YMMV tropes for the film Manhunter:
- Awesome Music: "In-A-Gadda-Da-Vida". Also, most of the soundtrack, if you grew up in The '80s.
- Broken Base: Brian Cox' portrayal of Lecktor is weird to see for someone who has seen Hopkins' Lecter first, but while Hopkins has an Oscar to back his version, more and more people are starting to let Cox' Lecktor in from the cold as Manhunter achieves cult status.
- Bullets Do Not Work That Way: Glaser Safety Slugs are not the One-Hit Kill Depleted Phlebotinum Shells portrayed in the novel. The movie also makes an error by having the rounds go through Dolarhyde; the Glaser is specifically designed to avoid this.
- Covered Up: This film, and specifically Brian Cox's take on the Hannibal "Lecktor" character, has been covered up by the later Thomas Harris adaptations and Anthony Hopkins' portrayal of Hannibal "Lecter".
- Funny Moments: Falling asleep on an airplane with a folder full of crime scene photos on your tray? Bad idea.
- Hilarious in Hindsight: Gil Grissom confronting Hannibal Lecktor.
- Life Imitates Art: William Peterson found the role of Will Graham mentally exhausting and had trouble shaking Graham's characterisation even when he went on to other roles (he had to radically change his own appearance in order to look in the mirror and see someone else, according to The Other Wiki). Very appropriate, given that he's playing a criminal profiler who was institutionalised because he couldn't shake the thoughts of the serial killers he hunted.
- Moment of Awesome: Will Graham bursts through the window of Dolarhyde's house in slow-motion, set to "In-A-Gadda-Da-Vida".
- Nightmare Fuel:
- The opening scene in which the killer goes to his victim's bedroom - seen through his video camera - just as the mother awakens, Freddy Lounds' fate, Lecktor's subtle lines ("Dream much?") and his phone call are all well and frightening, but Tom Noonan as the Tooth Fairy is pure Nightmare Fuel, especially when he captures Freddy Lounds.

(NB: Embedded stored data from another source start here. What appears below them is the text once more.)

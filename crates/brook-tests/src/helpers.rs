//! Shared helpers for integration tests.

use std::collections::HashMap;
use std::sync::Arc;

use async_trait::async_trait;
use bitcoin::hashes::Hash;
use bitcoin::{Address, Network, Transaction, Txid};
use parking_lot::Mutex;

use brook_core::error::ProviderError;
use brook_core::traits::{DataProvider, KeyValueStore};
use brook_core::types::{
    AddressInfo, AddressLookup, BranchKind, BroadcastResponse, ProviderUtxo, UtxoStatus,
};
use brook_store::MemoryStore;
use brook_wallet::{EngineConfig, KeyTree, MnemonicSeed, Wallet};

/// BIP-39 test phrase; `m/44'/1'/0'/0/0` is `mkpZhYtJu2r87Js3pDiWJDmPte2NRZ8bJV`.
pub const ABANDON_ABOUT: &str = "abandon abandon abandon abandon abandon abandon \
    abandon abandon abandon abandon abandon about";

/// A second valid phrase, used for third-party addresses.
pub const LEGAL_WINNER: &str = "legal winner thank year wave sausage worth useful \
    legal winner thank yellow";

pub fn tree(phrase: &str) -> KeyTree {
    let mnemonic = MnemonicSeed::parse(phrase).unwrap();
    KeyTree::from_mnemonic(&mnemonic).unwrap()
}

pub fn address(keys: &KeyTree, kind: BranchKind, index: u32) -> String {
    keys.derive_address(kind, index).unwrap().address
}

/// An address the test wallet does not own.
pub fn foreign_address(index: u32) -> String {
    address(&tree(LEGAL_WINNER), BranchKind::Receiving, index)
}

/// Distinct funding txid per `n`.
pub fn funding_txid(n: u8) -> Txid {
    Txid::from_byte_array([n; 32])
}

/// Provider and store, wired into a wallet with `config`.
pub fn wallet_with(ledger: &Arc<SimLedger>, store: Arc<dyn KeyValueStore>, config: EngineConfig) -> Wallet {
    Wallet::new(ledger.clone(), store, config)
}

/// Wallet over `ledger` with a fresh memory store and default config.
pub fn memory_wallet(ledger: &Arc<SimLedger>) -> (Wallet, MemoryStore) {
    let store = MemoryStore::new();
    (
        wallet_with(ledger, Arc::new(store.clone()), EngineConfig::default()),
        store,
    )
}

#[derive(Default)]
struct LedgerState {
    tx_counts: HashMap<String, u64>,
    unspent: HashMap<String, Vec<ProviderUtxo>>,
    invalid: HashMap<String, String>,
    rejection: Option<String>,
    broadcasts: Vec<Transaction>,
    info_calls: usize,
}

/// In-process stand-in for an Esplora instance.
///
/// Accepted broadcasts spend their inputs and create unconfirmed outputs
/// on the addresses they pay, the way a mempool would.
#[derive(Default)]
pub struct SimLedger {
    state: Mutex<LedgerState>,
}

impl SimLedger {
    pub fn new() -> Arc<Self> {
        Arc::new(Self::default())
    }

    /// Pay `value` to `address` in a transaction of its own.
    pub fn fund(&self, address: &str, txid: Txid, vout: u32, value: u64, confirmed: bool) {
        let mut state = self.state.lock();
        *state.tx_counts.entry(address.to_string()).or_default() += 1;
        state
            .unspent
            .entry(address.to_string())
            .or_default()
            .push(ProviderUtxo {
                txid,
                vout,
                value,
                status: status(confirmed),
            });
    }

    /// Record history for `address` without leaving anything unspent.
    pub fn touch(&self, address: &str) {
        *self.state.lock().tx_counts.entry(address.to_string()).or_default() += 1;
    }

    /// Make the address-info endpoint refuse `address`.
    pub fn mark_invalid(&self, address: &str, message: &str) {
        self.state
            .lock()
            .invalid
            .insert(address.to_string(), message.to_string());
    }

    pub fn reject_broadcasts(&self, message: &str) {
        self.state.lock().rejection = Some(message.to_string());
    }

    /// Mine everything in the mempool.
    pub fn confirm_all(&self) {
        for utxos in self.state.lock().unspent.values_mut() {
            for utxo in utxos.iter_mut() {
                utxo.status = status(true);
            }
        }
    }

    pub fn tx_count(&self, address: &str) -> u64 {
        self.state.lock().tx_counts.get(address).copied().unwrap_or(0)
    }

    /// Unspent value held by `address`, confirmed or not.
    pub fn balance_of(&self, address: &str) -> u64 {
        self.state
            .lock()
            .unspent
            .get(address)
            .map(|u| u.iter().map(|x| x.value).sum())
            .unwrap_or(0)
    }

    pub fn broadcasts(&self) -> Vec<Transaction> {
        self.state.lock().broadcasts.clone()
    }

    pub fn info_calls(&self) -> usize {
        self.state.lock().info_calls
    }
}

fn status(confirmed: bool) -> UtxoStatus {
    UtxoStatus {
        confirmed,
        block_height: confirmed.then_some(2_500_000),
    }
}

fn decode(raw: &str) -> Result<Transaction, ProviderError> {
    let bytes = hex::decode(raw).map_err(|e| ProviderError::Decode(e.to_string()))?;
    bitcoin::consensus::deserialize(&bytes).map_err(|e| ProviderError::Decode(e.to_string()))
}

#[async_trait]
impl DataProvider for SimLedger {
    async fn address_info(&self, address: &str) -> Result<AddressLookup, ProviderError> {
        let mut state = self.state.lock();
        state.info_calls += 1;
        if let Some(message) = state.invalid.get(address) {
            return Ok(AddressLookup::Error {
                error: message.clone(),
            });
        }
        Ok(AddressLookup::Found(AddressInfo {
            address: address.to_string(),
            transaction_count: state.tx_counts.get(address).copied().unwrap_or(0),
        }))
    }

    async fn utxos(&self, address: &str) -> Result<Vec<ProviderUtxo>, ProviderError> {
        Ok(self.state.lock().unspent.get(address).cloned().unwrap_or_default())
    }

    async fn broadcast(&self, raw_tx_hex: &str) -> Result<BroadcastResponse, ProviderError> {
        let tx = decode(raw_tx_hex)?;
        let mut state = self.state.lock();
        if let Some(message) = &state.rejection {
            return Ok(BroadcastResponse::rejected(message.clone()));
        }

        // Every input must be unspent before anything changes.
        for input in &tx.input {
            let prev = input.previous_output;
            let known = state
                .unspent
                .values()
                .any(|u| u.iter().any(|x| x.txid == prev.txid && x.vout == prev.vout));
            if !known {
                return Ok(BroadcastResponse::rejected("bad-txns-inputs-missingorspent"));
            }
        }

        let mut spenders = Vec::new();
        for input in &tx.input {
            let prev = input.previous_output;
            for (addr, utxos) in state.unspent.iter_mut() {
                let before = utxos.len();
                utxos.retain(|x| !(x.txid == prev.txid && x.vout == prev.vout));
                if utxos.len() != before {
                    spenders.push(addr.clone());
                }
            }
        }
        spenders.sort();
        spenders.dedup();
        for addr in spenders {
            *state.tx_counts.entry(addr).or_default() += 1;
        }

        let txid = tx.compute_txid();
        for (vout, output) in tx.output.iter().enumerate() {
            let Ok(addr) = Address::from_script(&output.script_pubkey, Network::Testnet) else {
                continue;
            };
            let addr = addr.to_string();
            *state.tx_counts.entry(addr.clone()).or_default() += 1;
            state.unspent.entry(addr).or_default().push(ProviderUtxo {
                txid,
                vout: vout as u32,
                value: output.value.to_sat(),
                status: status(false),
            });
        }
        state.broadcasts.push(tx);
        Ok(BroadcastResponse::accepted(txid.to_string()))
    }
}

- Just the way Cox delivers some of his lines, like, "Operator, I have lost the use of my arms and can't dial a phone..."
- Meta example: Tom Noonan didn't want to interact with any of the other actors unless they were filming, to make their reactions to his character's disturbing behavior more realistic. He even went as far as to sequester himself in his trailer between scenes, take different flights to filming locations than the rest of the crew, and staying in different hotels. The results speak for themselves.

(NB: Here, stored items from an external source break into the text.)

//! UTXO aggregation across known wallet addresses.

use std::collections::HashSet;

use futures::{StreamExt, stream};
use tracing::{debug, instrument};

use brook_core::error::ProviderError;
use brook_core::traits::DataProvider;
use brook_core::types::{AddressRecord, ProviderUtxo, Utxo};

use crate::error::WalletError;

/// Query the provider once per address and merge the results.
///
/// Unconfirmed outputs are kept; coin selection filters them. The call
/// either returns the complete list or fails with the first provider error
/// in address order. Outputs reported under more than one address are kept
/// once.
#[instrument(skip_all, fields(addresses = addresses.len()))]
pub async fn list_utxos(
    provider: &dyn DataProvider,
    addresses: &[&AddressRecord],
    max_concurrent: usize,
) -> Result<Vec<Utxo>, WalletError> {
    let responses: Vec<Result<Vec<ProviderUtxo>, ProviderError>> =
        stream::iter(addresses.iter().map(|r| provider.utxos(&r.address)))
            .buffered(max_concurrent.max(1))
            .collect()
            .await;

    let mut seen = HashSet::new();
    let mut utxos = Vec::new();
    for (owner, response) in addresses.iter().zip(responses) {
        for entry in response? {
            let utxo = Utxo::from_provider(entry, owner);
            if seen.insert(utxo.outpoint()) {
                utxos.push(utxo);
            }
        }
    }
    debug!(
        count = utxos.len(),
        confirmed = utxos.iter().filter(|u| u.confirmed).count(),
        "utxos aggregated"
    );
    Ok(utxos)
}

/// Outputs eligible for coin selection.
pub fn spendable(utxos: &[Utxo]) -> impl Iterator<Item = &Utxo> {
    utxos.iter().filter(|u| u.confirmed)
}
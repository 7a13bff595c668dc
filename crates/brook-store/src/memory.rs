//! In-memory key-value store.

use std::collections::HashMap;
use std::sync::Arc;

use async_trait::async_trait;
use parking_lot::RwLock;

use brook_core::error::StoreError;
use brook_core::traits::KeyValueStore;
use brook_core::types::StoreKey;

/// Process-local store. Clones share the same map.
#[derive(Debug, Clone, Default)]
pub struct MemoryStore {
    entries: Arc<RwLock<HashMap<StoreKey, String>>>,
}

impl MemoryStore {
    pub fn new() -> Self {
        Self::default()
    }

    /// Number of keys currently set.
    pub fn len(&self) -> usize {
        self.entries.read().len()
    }

    pub fn is_empty(&self) -> bool {
        self.entries.read().is_empty()
    }
}

#[async_trait]
impl KeyValueStore for MemoryStore {
    async fn get(&self, key: StoreKey) -> Result<Option<String>, StoreError> {
        Ok(self.entries.read().get(&key).cloned())
    }

    async fn set(&self, key: StoreKey, value: String) -> Result<(), StoreError> {
        self.entries.write().insert(key, value);
        Ok(())
    }

    async fn remove(&self, key: StoreKey) -> Result<(), StoreError> {
        self.entries.write().remove(&key);
        Ok(())
    }

    async fn clear(&self) -> Result<(), StoreError> {
        self.entries.write().clear();
        Ok(())
    }
}

#[cfg(test)]
mod tests {
    use super::*;

    #[tokio::test]
    async fn set_get_remove() {
        let store = MemoryStore::new();
        assert_eq!(store.get(StoreKey::Mnemonic).await.unwrap(), None);

        store.set(StoreKey::Mnemonic, "words".into()).await.unwrap();
        assert_eq!(store.get(StoreKey::Mnemonic).await.unwrap().as_deref(), Some("words"));

        store.remove(StoreKey::Mnemonic).await.unwrap();
        assert_eq!(store.get(StoreKey::Mnemonic).await.unwrap(), None);
        // Absent keys remove cleanly.
        store.remove(StoreKey::Mnemonic).await.unwrap();
    }

    #[tokio::test]
    async fn clones_share_state() {
        let a = MemoryStore::new();
        let b = a.clone();
        a.set(StoreKey::ActiveChangeAddress, "mx".into()).await.unwrap();
        assert_eq!(b.get(StoreKey::ActiveChangeAddress).await.unwrap().as_deref(), Some("mx"));
        assert_eq!(b.len(), 1);
    }

    #[tokio::test]
    async fn clear_empties_everything() {
        let store = MemoryStore::new();
        for key in StoreKey::ALL {
            store.set(key, key.to_string()).await.unwrap();
        }
        assert_eq!(store.len(), 5);
        store.clear().await.unwrap();
        assert!(store.is_empty());
    }
}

- Noonan has joked about this though and implied that some of the "steps" he took to this effect were not meant to be taken seriously- for instance, he was asked about the lighting in some of the scenes and replied "Francis doesn't like the light" as a bit of a gag, only to find out later that they really did turn the lights down and he ended up having to do all of his scenes in darkened rooms, because he was too embarrassed to correct them.

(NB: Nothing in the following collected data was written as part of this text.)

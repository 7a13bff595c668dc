//! BIP-39 mnemonic generation, normalisation and validation.

use std::fmt;

use bip39::{Language, Mnemonic};
use rand::RngCore;
use zeroize::{Zeroize, ZeroizeOnDrop};

use crate::error::WalletError;

/// Entropy for a 12-word phrase.
const ENTROPY_BYTES: usize = 16;

/// A validated recovery phrase together with its 64-byte BIP-39 seed.
///
/// Both are zeroized on drop.
#[derive(Clone, Zeroize, ZeroizeOnDrop)]
pub struct MnemonicSeed {
    phrase: String,
    seed: [u8; 64],
}

impl MnemonicSeed {
    /// Validate a phrase against the English wordlist and its checksum.
    ///
    /// Whitespace is collapsed and the phrase lowercased first.
    pub fn parse(phrase: &str) -> Result<Self, WalletError> {
        let normalized = normalize_phrase(phrase);
        let mnemonic = Mnemonic::parse_in(Language::English, &normalized)
            .map_err(|e| WalletError::InvalidMnemonic(e.to_string()))?;
        Ok(Self {
            phrase: mnemonic.to_string(),
            seed: mnemonic.to_seed(""),
        })
    }

    /// Fresh 12-word phrase from the OS RNG.
    pub fn generate() -> Result<Self, WalletError> {
        let mut entropy = [0u8; ENTROPY_BYTES];
        rand::rngs::OsRng.fill_bytes(&mut entropy);
        let mnemonic = Mnemonic::from_entropy_in(Language::English, &entropy)
            .map_err(|e| WalletError::InvalidMnemonic(e.to_string()));
        entropy.zeroize();
        let mnemonic = mnemonic?;
        Ok(Self {
            phrase: mnemonic.to_string(),
            seed: mnemonic.to_seed(""),
        })
    }

    /// The normalized phrase. Handle with care.
    pub fn phrase(&self) -> &str {
        &self.phrase
    }

    /// The binary seed. Handle with care.
    pub fn seed(&self) -> &[u8; 64] {
        &self.seed
    }

    pub fn word_count(&self) -> usize {
        self.phrase.split(' ').count()
    }
}

impl fmt::Debug for MnemonicSeed {
    fn fmt(&self, f: &mut fmt::Formatter<'_>) -> fmt::Result {
        f.debug_struct("MnemonicSeed")
            .field("phrase", &"[REDACTED]")
            .field("words", &self.word_count())
            .finish()
    }
}

/// Collapse runs of whitespace to single spaces and lowercase.
pub fn normalize_phrase(phrase: &str) -> String {
    phrase
        .split_whitespace()
        .collect::<Vec<_>>()
        .join(" ")
        .to_lowercase()
}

- Nightmare Retardant: The revelation of what Hannibal's secret code to Dolarhyde is in the letter he sends happens shortly after the letter is published in the original book and 2002 film, and it's a very frightening moment. In Manhunter, it happens directly after the scariest scene in the movie, and in a ridiculously casual way (it's practically "Oh by the way, Will, Lecktor gave away your home address.")
- Love It or Hate It: Other viewers find it quite an effective scene. It happens after the "scariest scene" because its meant to be an example of From Bad to Worse, and Crawford is not being casual but just being subdued and yet professional, giving the hidden message appropriate gravitas yet trying to assure Will that his family will be safe and there is no need to panic, possibly keeping in mind that if the Tooth Fairy keeps to his pattern they are in no immediate danger. One might even say the 2002 movie misses the point by making everyone freak out- it might make them more human, but it also makes them look less like the elite law enforcement agents they are supposed to be.
- For some viewers (especially on rewatch), part of the problem is the knowledge that in this version Dolarhyde never gets the chance to use the information, making the subplot rather a waste of time.
- However, it does result in a supremely Bait and Switch scene in which it seems like Dolarhyde is stalking Peterson's wife and son outside their beach house. (It's the cops.)
- Three Scene Wonder: Lecktor appears in only three scenes, but he casts a pall over the entire film. Cox's take on him is a slimy, reptilian version, with cold, black eyes and a seemingly toothless mouth.